Deux négatives "médusées" |
Ainsi, l'humanité semble avoir quitté
ces lieux : à l'intérieur de ce club dont la porte d'entrée est
celle d'un coffre-fort, tout ce qui la constitue sur un plan
physique, les émotions, les sensations, les sentiments, tout ceci
semble avoir disparu, s'être émoussé, au profit d'une paralysie
générale des corps et des âmes dans le public, ou d'un pur
mouvement mécanique sur scène. Il n'y a plus rien de « désordonné »
dans ce monde voué à l'entropie, où selon la maîtresse des lieux,
« il faut bien jouer le jeu sinon c'est le chaos ». Cette
perturbation d'un ordre bien réglé interviendra à la toute fin du
film qui montrera en parallèle la copulation de Lana et le meurtre
de Max par le compagnon jaloux de cette dernière. Cette dernière
scène permet enfin de renverser ces épisodes d'une attente qui ne
parvient jamais à s'accomplir. Toutefois, cette conclusion si elle
apparaît comme un renversement narratif, ne vient « satisfaire »
le personnage masculin que par le meurtre et non par l'amour. Ce
personnage, qui a déclaré peu de temps auparavant à sa compagne
frustrée de son impuissance sexuelle, qu'il lui était possible de
se torturer pour au moins ressentir quelque chose, finit par faire
l'expérience du ressentiment comme seul mode de volupté.
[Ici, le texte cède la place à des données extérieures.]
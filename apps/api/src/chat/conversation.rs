//! Replays a client-held conversation against an uploaded contract.

use serde::{Deserialize, Serialize};
use tracing::{debug, info};

use crate::chat::prompts::CHAT_CONTEXT_PROMPT;
use crate::errors::AppError;
use crate::llm_client::{Content, LlmClient, ModelTier, RemoteFile, Role};

/// One prior turn as the client sends it.
#[derive(Debug, Clone, Serialize, Deserialize)]
pub struct ChatMessage {
    pub role: String,
    pub content: String,
}

/// Converts client turns to model contents, rejecting unknown roles.
pub fn history_contents(history: &[ChatMessage]) -> Result<Vec<Content>, AppError> {
    history
        .iter()
        .enumerate()
        .map(|(i, turn)| {
            Role::parse(&turn.role)
                .map(|role| Content::text(role, turn.content.clone()))
                .ok_or_else(|| {
                    AppError::Validation(format!(
                        "chat_history[{i}].role must be 'user' or 'model', got '{}'",
                        turn.role
                    ))
                })
        })
        .collect()
}

/// Seeds a baseline session with the document, replays `history`, sends `message`.
pub async fn converse(
    llm: &LlmClient,
    document: &RemoteFile,
    message: &str,
    history: &[ChatMessage],
) -> Result<String, AppError> {
    let mut seeded = vec![Content::user_with_document(document, CHAT_CONTEXT_PROMPT)];
    seeded.extend(history_contents(history)?);

    debug!(
        "Chat on {} replaying {} prior turns",
        document.name,
        history.len()
    );

    let mut session = llm.start_chat(ModelTier::Baseline, document.scope, seeded);
    let reply = session
        .send(message)
        .await
        .map_err(|e| AppError::from(e).context("chat"))?;

    info!("Chat reply on {} ({} chars)", document.name, reply.len());
    Ok(reply)
}
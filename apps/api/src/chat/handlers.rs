//! Axum route handler for the chat API.

use axum::{extract::State, Json};
use serde::{Deserialize, Serialize};

use crate::chat::conversation::{converse, ChatMessage};
use crate::documents::readiness::wait_until_active_in_any_scope;
use crate::errors::AppError;
use crate::state::AppState;

#[derive(Debug, Deserialize)]
pub struct ChatRequest {
    #[serde(rename = "fileName", default)]
    pub file_name: String,
    #[serde(default)]
    pub message: String,
    #[serde(default)]
    pub chat_history: Vec<ChatMessage>,
}

#[derive(Debug, Serialize)]
pub struct ChatResponse {
    pub response: String,
}

/// POST /api/chat
pub async fn handle_chat(
    State(state): State<AppState>,
    Json(request): Json<ChatRequest>,
) -> Result<Json<ChatResponse>, AppError> {
    if request.file_name.trim().is_empty() || request.message.trim().is_empty() {
        return Err(AppError::Validation(
            "fileName and message are required".to_string(),
        ));
    }

    let document = wait_until_active_in_any_scope(
        &state.llm,
        request.file_name.trim(),
        state.config.poll_policy(),
    )
    .await?;

    let response = converse(&state.llm, &document, &request.message, &request.chat_history).await?;

    Ok(Json(ChatResponse { response }))
}
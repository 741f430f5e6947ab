//! Band Resolver — maps a raw weekly charge value onto the exact band label
//! used in the contract's tables.
//!
//! The lookup itself is delegated to the model: ranges are contiguous, the
//! first starts at zero, `low <= value <= high` selects a range, and values
//! above every range clamp to the highest one. The returned label is threaded
//! verbatim into every later prompt.

use serde::Deserialize;
use tracing::{debug, info, warn};

use crate::discounts::templates::{band_priming, render_band_query};
use crate::errors::AppError;
use crate::llm_client::{LlmClient, LlmError, ModelTier, RemoteFile};

pub const INVALID_CHARGE_MESSAGE: &str = "weeklyChargesBand must be a numeric charge value.";

/// A weekly charge value as supplied by the caller.
#[derive(Debug, Clone, PartialEq)]
pub struct ChargeValue {
    raw: String,
    amount: f64,
}

impl ChargeValue {
    /// Accepts `16856`, `16,856`, `$16,856.00`. Rejects negatives and non-numbers.
    pub fn parse(raw: &str) -> Result<Self, AppError> {
        let raw = raw.trim();
        match parse_amount(raw) {
            Some(amount) if amount >= 0.0 => Ok(Self {
                raw: raw.to_string(),
                amount,
            }),
            _ => Err(AppError::Validation(INVALID_CHARGE_MESSAGE.to_string())),
        }
    }

    /// The value exactly as the caller wrote it.
    pub fn raw(&self) -> &str {
        &self.raw
    }

    pub fn amount(&self) -> f64 {
        self.amount
    }
}

/// A parsed `"<low> - <high>"` band label.
#[derive(Debug, Clone, Copy, PartialEq)]
pub struct BandRange {
    pub low: f64,
    pub high: f64,
}

impl BandRange {
    /// Returns `None` for labels that are not a numeric range (e.g. open-ended tiers).
    pub fn parse(label: &str) -> Option<Self> {
        let (low, high) = label.split_once(" - ").or_else(|| label.split_once('-'))?;
        let low = parse_amount(low)?;
        let high = parse_amount(high)?;
        (low <= high).then_some(Self { low, high })
    }

    pub fn contains(&self, value: f64) -> bool {
        self.low <= value && value <= self.high
    }
}

fn parse_amount(text: &str) -> Option<f64> {
    let cleaned: String = text
        .trim()
        .trim_start_matches('$')
        .chars()
        .filter(|c| *c != ',' && !c.is_whitespace())
        .collect();
    if cleaned.is_empty() {
        return None;
    }
    cleaned.parse::<f64>().ok().filter(|v| v.is_finite())
}

#[derive(Debug, Deserialize)]
#[serde(deny_unknown_fields)]
struct BandAnswer {
    #[serde(rename = "weeklyChargesBand")]
    weekly_charges_band: String,
}

/// Asks the model which band row of `document` contains `charge`.
pub async fn resolve_band(
    llm: &LlmClient,
    document: &RemoteFile,
    charge: &ChargeValue,
) -> Result<String, AppError> {
    let mut session = llm.start_chat(ModelTier::Baseline, document.scope, band_priming(document));

    let answer: BandAnswer = session
        .send_json(&render_band_query(charge.raw()))
        .await
        .map_err(|e| match e {
            LlmError::Parse(e) => AppError::UpstreamFormat(format!(
                "Band resolution returned an unexpected shape: {e}"
            )),
            other => AppError::from(other).context("Band resolution failed"),
        })?;

    let label = answer.weekly_charges_band.trim().to_string();
    if label.is_empty() {
        return Err(AppError::UpstreamFormat(
            "Band resolution returned an empty weeklyChargesBand".to_string(),
        ));
    }

    match BandRange::parse(&label) {
        Some(range) if range.contains(charge.amount()) => {}
        Some(range) if charge.amount() > range.high => {
            debug!(
                "Charge {} is above band '{label}'; treating as clamp to highest band",
                charge.raw()
            );
        }
        Some(_) => warn!(
            "Band '{label}' returned for {} does not contain the value",
            charge.raw()
        ),
        None => debug!("Band label '{label}' is not a numeric range"),
    }

    info!("Resolved weekly charges {} to band '{label}'", charge.raw());
    Ok(label)
}
const INTERNATIONAL_CURRENT_SKELETON: &str = r#"{
  "INTERNATIONAL SERVICE LEVEL": {
    "Export": {
      "UPS Worldwide Express®": {
        "Letter": {
          "Weight Range": "All",
          "Current UPS": ""
        },
        "Document": {
          "Weight Range": "All",
          "Current UPS": ""
        },
        "Pak": {
          "Weight Range": "All",
          "Current UPS": ""
        },
        "Package": {
          "Weight Range": "All",
          "Current UPS": ""
        }
      },
      "UPS Worldwide Saver®": {
        "Letter": {
          "Weight Range": "All",
          "Current UPS": ""
        },
        "Document": {
          "Weight Range": "All",
          "Current UPS": ""
        },
        "Pak": {
          "Weight Range": "All",
          "Current UPS": ""
        },
        "Package": {
          "Weight Range": "All",
          "Current UPS": ""
        }
      },
      "UPS Worldwide Expedited®": {
        "Document": {
          "Weight Range": "All",
          "Current UPS": ""
        },
        "Package": {
          "Weight Range": "All",
          "Current UPS": ""
        }
      },
      "UPS® Standard to Canada": {
        "Weight Range": "All",
        "Current UPS": ""
      },
      "UPS® Standard to Mexico": {
        "Weight Range": "All",
        "Current UPS": ""
      }
    },
    "Import": {
      "UPS Worldwide Express®": {
        "Letter": {
          "Weight Range": "All",
          "Current UPS": ""
        },
        "Document": {
          "Weight Range": "All",
          "Current UPS": ""
        },
        "Package": {
          "Weight Range": "All",
          "Current UPS": ""
        }
      },
      "UPS Worldwide Saver®": {
        "Letter": {
          "Weight Range": "All",
          "Current UPS": ""
        },
        "Document": {
          "Weight Range": "All",
          "Current UPS": ""
        },
        "Package": {
          "Weight Range": "All",
          "Current UPS": ""
        }
      },
      "UPS Worldwide Expedited®": {
        "Package": {
          "Weight Range": "All",
          "Current UPS": ""
        }
      },
      "UPS® Standard from Canada": {
        "Weight Range": "All",
        "Current UPS": ""
      },
      "UPS® Standard from Mexico": {
        "Weight Range": "All",
        "Current UPS": ""
      }
    }
  }
}"#;
//! Shared harness: a scripted in-memory backend plus request helpers.
#![allow(dead_code)]

use std::collections::VecDeque;
use std::path::{Path, PathBuf};
use std::sync::{Arc, Mutex};

use async_trait::async_trait;
use axum::body::Body;
use axum::http::{header, Request, Response};
use axum::Router;
use http_body_util::BodyExt;
use serde_json::Value;

use contract_discounts_api::discounts::templates::TableId;
use contract_discounts_api::llm_client::{
    Content, CredentialScope, FileState, GenerativeBackend, LlmClient, LlmError, Part, RemoteFile,
};
use contract_discounts_api::{build_router, AppState, Config};

pub const BASELINE_MODEL: &str = "stub-flash";
pub const ADVANCED_MODEL: &str = "stub-pro";
pub const BOUNDARY: &str = "contract-test-boundary";

/// Marker in the band query the resolver sends.
const BAND_QUERY_MARKER: &str = "EXACT_RANGE_FOUND";

#[derive(Debug, Clone)]
pub struct UploadRecord {
    pub scope: CredentialScope,
    pub name: String,
    pub path: PathBuf,
    pub existed: bool,
    pub display_name: String,
}

#[derive(Debug, Clone)]
pub struct GenerateRecord {
    pub scope: CredentialScope,
    pub model: String,
    pub contents: Vec<Content>,
}

impl GenerateRecord {
    /// Text of the newest user turn.
    pub fn prompt(&self) -> String {
        self.contents
            .last()
            .map(Content::joined_text)
            .unwrap_or_default()
    }

    pub fn table(&self) -> Option<TableId> {
        table_for_prompt(&self.prompt())
    }

    pub fn references_file(&self, name: &str) -> bool {
        self.contents.iter().flat_map(|c| c.parts.iter()).any(|p| match p {
            Part::FileData { file_data } => file_data.file_uri.ends_with(name),
            Part::Text { .. } => false,
        })
    }
}

/// Scripted stand-in for the remote model/document service.
///
/// A file is visible only under the scope it was uploaded through. Names the
/// stub never uploaded are treated as pre-existing primary-scope files.
pub struct StubBackend {
    /// Band rows as `(low, high, label)`; the last row is returned for overflow.
    pub bands: Vec<(f64, f64, String)>,
    /// Verbatim reply to the band query, replacing the table lookup.
    pub band_reply: Option<String>,
    pub alternate_scope: bool,
    pub fail_table: Option<TableId>,
    pub fail_upload: bool,
    pub missing_files: bool,
    pub chat_reply: String,
    pub states: Mutex<VecDeque<FileState>>,
    pub uploads: Mutex<Vec<UploadRecord>>,
    pub calls: Mutex<Vec<GenerateRecord>>,
    pub lookups: Mutex<u32>,
}

impl Default for StubBackend {
    fn default() -> Self {
        Self {
            bands: vec![
                (0.0, 19_429.99, "0.01 - 19,429.99".to_string()),
                (19_430.0, 37_779.99, "19,430.00 - 37,779.99".to_string()),
                (37_780.0, 43_174.99, "37,780.00 - 43,174.99".to_string()),
                (43_175.0, f64::MAX, "43,175.00 and above".to_string()),
            ],
            band_reply: None,
            alternate_scope: true,
            fail_table: None,
            fail_upload: false,
            missing_files: false,
            chat_reply: "The contract runs for 52 weeks.".to_string(),
            states: Mutex::new(VecDeque::new()),
            uploads: Mutex::new(Vec::new()),
            calls: Mutex::new(Vec::new()),
            lookups: Mutex::new(0),
        }
    }
}

impl StubBackend {
    /// States returned by successive lookups; once drained every lookup is ACTIVE.
    pub fn with_states(self, states: &[FileState]) -> Self {
        *self.states.lock().unwrap() = states.iter().copied().collect();
        self
    }

    pub fn uploads(&self) -> Vec<UploadRecord> {
        self.uploads.lock().unwrap().clone()
    }

    pub fn calls(&self) -> Vec<GenerateRecord> {
        self.calls.lock().unwrap().clone()
    }

    pub fn lookups(&self) -> u32 {
        *self.lookups.lock().unwrap()
    }

    /// Whether `name` can be looked up under `scope`.
    fn visible(&self, scope: CredentialScope, name: &str) -> bool {
        let uploads = self.uploads.lock().unwrap();
        match uploads.iter().find(|u| u.name == name) {
            Some(upload) => upload.scope == scope,
            None => scope == CredentialScope::Primary,
        }
    }

    fn band_for(&self, charge: f64) -> String {
        self.bands
            .iter()
            .find(|(low, high, _)| *low <= charge && charge <= *high)
            .or_else(|| self.bands.last())
            .map(|(_, _, label)| label.clone())
            .unwrap_or_default()
    }
}

#[async_trait]
impl GenerativeBackend for StubBackend {
    async fn upload_file(
        &self,
        scope: CredentialScope,
        path: &Path,
        mime_type: &str,
        display_name: &str,
    ) -> Result<RemoteFile, LlmError> {
        let name = format!("files/{}", uuid::Uuid::new_v4().simple());
        self.uploads.lock().unwrap().push(UploadRecord {
            scope,
            name: name.clone(),
            path: path.to_path_buf(),
            existed: path.exists(),
            display_name: display_name.to_string(),
        });
        if self.fail_upload {
            return Err(LlmError::Api {
                status: 503,
                message: "file store unavailable".to_string(),
            });
        }
        Ok(RemoteFile {
            uri: format!("https://stub.invalid/v1beta/{name}"),
            name,
            mime_type: mime_type.to_string(),
            display_name: Some(display_name.to_string()),
            state: FileState::Processing,
            expiration_time: None,
            scope,
        })
    }

    async fn get_file(
        &self,
        scope: CredentialScope,
        name: &str,
    ) -> Result<Option<RemoteFile>, LlmError> {
        *self.lookups.lock().unwrap() += 1;
        if self.missing_files || !self.visible(scope, name) {
            return Ok(None);
        }
        let state = self
            .states
            .lock()
            .unwrap()
            .pop_front()
            .unwrap_or(FileState::Active);
        Ok(Some(RemoteFile {
            name: name.to_string(),
            uri: format!("https://stub.invalid/v1beta/{name}"),
            mime_type: "application/pdf".to_string(),
            display_name: None,
            state,
            expiration_time: None,
            scope,
        }))
    }

    async fn generate(
        &self,
        scope: CredentialScope,
        model: &str,
        contents: &[Content],
    ) -> Result<String, LlmError> {
        let record = GenerateRecord {
            scope,
            model: model.to_string(),
            contents: contents.to_vec(),
        };
        let prompt = record.prompt();
        self.calls.lock().unwrap().push(record);

        if prompt.contains(BAND_QUERY_MARKER) {
            if let Some(reply) = &self.band_reply {
                return Ok(reply.clone());
            }
            let charge = charge_in_band_query(&prompt).unwrap_or(0.0);
            return Ok(format!(
                "```json\n{{\"weeklyChargesBand\": \"{}\"}}\n```",
                self.band_for(charge)
            ));
        }

        match table_for_prompt(&prompt) {
            Some(table) if Some(table) == self.fail_table => {
                Ok("```json\n{\"Domestic Air Service Level\": \n```".to_string())
            }
            Some(table) => {
                let mut value: Value = serde_json::from_str(table.skeleton())?;
                fill_blanks(&mut value, &sentinel(table, model));
                Ok(format!("```json\n{}\n```", serde_json::to_string_pretty(&value)?))
            }
            None => Ok(self.chat_reply.clone()),
        }
    }

    fn supports_scope(&self, scope: CredentialScope) -> bool {
        match scope {
            CredentialScope::Primary => true,
            CredentialScope::Alternate => self.alternate_scope,
        }
    }
}

/// Value the stub writes into every blank cell of `table`.
pub fn sentinel(table: TableId, model: &str) -> String {
    format!("{}|{}", table.key(), model)
}

/// Extraction prompts end with the table skeleton, which is unique per table.
pub fn table_for_prompt(prompt: &str) -> Option<TableId> {
    TableId::ALL
        .iter()
        .copied()
        .find(|table| prompt.trim_end().ends_with(table.skeleton().trim_end()))
}

fn charge_in_band_query(prompt: &str) -> Option<f64> {
    let start = prompt.find("where *")? + "where *".len();
    let end = start + prompt[start..].find('*')?;
    prompt[start..end].replace([',', '$'], "").trim().parse().ok()
}

fn fill_blanks(value: &mut Value, fill: &str) {
    match value {
        Value::String(s) if s.is_empty() => *s = fill.to_string(),
        Value::Array(items) => items.iter_mut().for_each(|v| fill_blanks(v, fill)),
        Value::Object(map) => map.values_mut().for_each(|v| fill_blanks(v, fill)),
        _ => {}
    }
}

/// Collects every string leaf of `value`.
pub fn string_leaves(value: &Value) -> Vec<String> {
    match value {
        Value::String(s) => vec![s.clone()],
        Value::Array(items) => items.iter().flat_map(string_leaves).collect(),
        Value::Object(map) => map.values().flat_map(string_leaves).collect(),
        _ => Vec::new(),
    }
}

pub fn test_config() -> Config {
    Config::from_lookup(|key| {
        match key {
            "API_KEY" => Some("test-key"),
            "GEMINI_MODEL" => Some(BASELINE_MODEL),
            "GEMINI_PRO_MODEL" => Some(ADVANCED_MODEL),
            "FILE_POLL_INTERVAL_SECS" => Some("0"),
            "FILE_POLL_MAX_ATTEMPTS" => Some("5"),
            _ => None,
        }
        .map(str::to_string)
    })
    .unwrap()
}

pub fn test_client(stub: &Arc<StubBackend>) -> LlmClient {
    let backend: Arc<dyn GenerativeBackend> = stub.clone();
    LlmClient::new(backend, BASELINE_MODEL, ADVANCED_MODEL)
}

pub fn test_app(stub: &Arc<StubBackend>) -> Router {
    build_router(AppState::new(test_client(stub), test_config()))
}

/// A part of a hand-built multipart body.
pub struct FormPart<'a> {
    pub name: &'a str,
    pub file_name: Option<&'a str>,
    pub content_type: Option<&'a str>,
    pub data: &'a [u8],
}

impl<'a> FormPart<'a> {
    pub fn text(name: &'a str, value: &'a str) -> Self {
        Self {
            name,
            file_name: None,
            content_type: None,
            data: value.as_bytes(),
        }
    }

    pub fn file(file_name: &'a str, content_type: &'a str, data: &'a [u8]) -> Self {
        Self {
            name: "file",
            file_name: Some(file_name),
            content_type: Some(content_type),
            data,
        }
    }
}

pub const PDF_BYTES: &[u8] = b"%PDF-1.4\n1 0 obj << /Type /Catalog >> endobj\ntrailer << >>\n%%EOF\n";

pub fn multipart_request(uri: &str, parts: &[FormPart<'_>]) -> Request<Body> {
    let mut body = Vec::new();
    for part in parts {
        body.extend_from_slice(format!("--{BOUNDARY}\r\n").as_bytes());
        let mut disposition = format!("Content-Disposition: form-data; name=\"{}\"", part.name);
        if let Some(file_name) = part.file_name {
            disposition.push_str(&format!("; filename=\"{file_name}\""));
        }
        body.extend_from_slice(disposition.as_bytes());
        body.extend_from_slice(b"\r\n");
        if let Some(content_type) = part.content_type {
            body.extend_from_slice(format!("Content-Type: {content_type}\r\n").as_bytes());
        }
        body.extend_from_slice(b"\r\n");
        body.extend_from_slice(part.data);
        body.extend_from_slice(b"\r\n");
    }
    body.extend_from_slice(format!("--{BOUNDARY}--\r\n").as_bytes());

    Request::builder()
        .method("POST")
        .uri(uri)
        .header(
            header::CONTENT_TYPE,
            format!("multipart/form-data; boundary={BOUNDARY}"),
        )
        .body(Body::from(body))
        .unwrap()
}

pub fn contract_upload(uri: &str, band: &str) -> Request<Body> {
    multipart_request(
        uri,
        &[
            FormPart::file("contract.pdf", "application/pdf", PDF_BYTES),
            FormPart::text("weeklyChargesBand", band),
        ],
    )
}

pub fn json_request(uri: &str, body: Value) -> Request<Body> {
    Request::builder()
        .method("POST")
        .uri(uri)
        .header(header::CONTENT_TYPE, "application/json")
        .body(Body::from(body.to_string()))
        .unwrap()
}

pub async fn body_json(response: Response<Body>) -> Value {
    let bytes = response.into_body().collect().await.unwrap().to_bytes();
    serde_json::from_slice(&bytes).unwrap()
}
Voilà qui
semble particulièrement déprimant...
C'est que ce film, pour intéressant
qu'il puisse être – sans non plus parvenir à devenir le chef
d'œuvre un peu trop vite annoncé par des fans ou indulgents ou
complaisants...- n'a décidément pas l'habituelle vocation
masturbatoire du genre. S'il est question de désir pendant tout le
film, jamais il n'est possible pour le spectateur (du film) de le
ressentir comme tel. Je ne pense pas du tout que ce soit là un échec
de Francis Delia, car son propos me semble autrement plus ambitieux
que de réaliser un simple film érotique ou pornographique en
partant d'un argument de science-fiction. Certes, le résultat n'est
pas complètement à la hauteur de cette ambition, probablement aussi
pour des questions de moyens, mais lorsque l'on sait que ce metteur
en scène ne vient non pas du porno mais bien de l'underground
new-yorkais, et a œuvré à la fois comme « clipeur »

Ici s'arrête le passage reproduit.